● **Data for this task**:
= = = =
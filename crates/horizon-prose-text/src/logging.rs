//! Logging facilities for Horizon Prose.
//!
//! Horizon Prose uses the `tracing` crate for instrumentation. Nothing is
//! printed unless the application installs a subscriber:
//!
//! ```ignore
//! tracing_subscriber::fmt::init();
//! ```
//!
//! Warnings are emitted for tolerated data problems (a style property with an
//! unexpected value type, an unsupported font-size unit). Conversion and
//! layout report progress at `debug`/`trace` level.

/// Target names for log filtering.
///
/// Use these with `tracing` directives to filter logs by subsystem.
pub mod targets {
    /// Style creation and validation.
    pub const STYLE: &str = "horizon_prose::style";
    /// Rich text model (builder, slicing, matching).
    pub const TEXT: &str = "horizon_prose::text";
    /// HTML and ANSI conversion.
    pub const CONVERT: &str = "horizon_prose::convert";
    /// Fragment layout.
    pub const LAYOUT: &str = "horizon_prose::layout";
}

/// A guard that keeps a tracing span entered until it is dropped.
///
/// Used around whole conversions and layout passes to measure their duration.
#[derive(Debug)]
pub struct PerfSpan {
    #[allow(dead_code)]
    span: tracing::span::EnteredSpan,
}

impl PerfSpan {
    /// Create a new performance span.
    ///
    /// The span will be active until the guard is dropped.
    pub fn new(name: &'static str) -> Self {
        let span = tracing::info_span!(target: "horizon_prose::perf", "perf", operation = name);
        Self {
            span: span.entered(),
        }
    }
}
= = = =
● **Exercise**:
Look through the entries above, find each line containing "with", and copy it.

● **Finished task**:
//! Warnings are emitted for tolerated data problems (a style property with an
/// Use these with `tracing` directives to filter logs by subsystem.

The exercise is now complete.